Biaxial Stretching Array Based on High-Energy-Efficient MXene- Based Al-Ion Micro-supercapacitor Island and Editable Stretchable Bridge

Employment of multivalent charge carriers with higher charge density to replace frequently used univalent ones can effectively increase the areal capacitance of micro-supercapacitors utilizing few-layered MXene self-assembled electrodes. However, their larger charge density and ionic size usually lead to a sluggish extraction/insertion dynamic between MXene interlayers with limited free space, greatly offsetting the benefits. Herein, we show how to facilitate de-/intercalation of high-valence charge carriers (Al³⁺) by using polypyrrole-coated bacterial cellulose (BC@PPy) nanospacers to expand MXene interlayer space.
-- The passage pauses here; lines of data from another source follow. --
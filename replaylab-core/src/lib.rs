//! ReplayLab Core: domain records, ledger, order execution and the
//! bar-by-bar backtest loop.
//!
//! This crate contains the heart of the backtester:
//! - Domain types (bars, order intents, positions, trades)
//! - Equity and position ledger with mark-to-market accounting
//! - Execution of buy/sell/close intents with cash-allocation sizing
//! - Simulation clock driven by the reference instrument's timestamps
//! - Strategy trait, context handle and namespaced scratch state
//! - Data provider seam with in-memory, CSV and synthetic sources

pub mod data;
pub mod domain;
pub mod engine;
pub mod ledger;
pub mod params;
pub mod rng;
pub mod strategies;
pub mod strategy;

pub use engine::{Backtester, EngineConfig, EngineError, RunResult};
pub use params::{ParamError, ParamSet, ParamSetExt, ParamValue};
pub use strategy::{from_fn, Snapshot, Strategy};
Together with the longitudinal electron transport path between interlayers synchro-nously constructed by the conductive PPy shell, a significant 496% areal capacitance enhancement (232.79 mF cm^-2) is realized in the fabricated symmetric Al³⁺-ion micro-supercapacitors (AMSCs) with the obtained MXene/BC@PPy hybrid film electrodes employing polyacrylamide/1 M AlCl₃ center dot 6H₂O hydrogel electrolyte relative to the cell with pure MXene film electrodes (39.02 mF cm^-2). Further benefiting from a high output voltage of 1.2 V, the AMSCs acquire an areal energy density up to 45.3 μW h cm^-2. As a device demonstration, we further fabricate a biaxially stretchable AMSC array, simulate its spatial strain distribution during biaxial stretching, and characterize its electrochemical and mechanical properties up to an extreme areal strain of 300%. The proposed rational fabrication paradigm achieves a new level of combined energy density, stretch performance, and architectural simplicity, which presents a route toward a commercially viable stretchable micro energy-storage system with high energy efficiencies.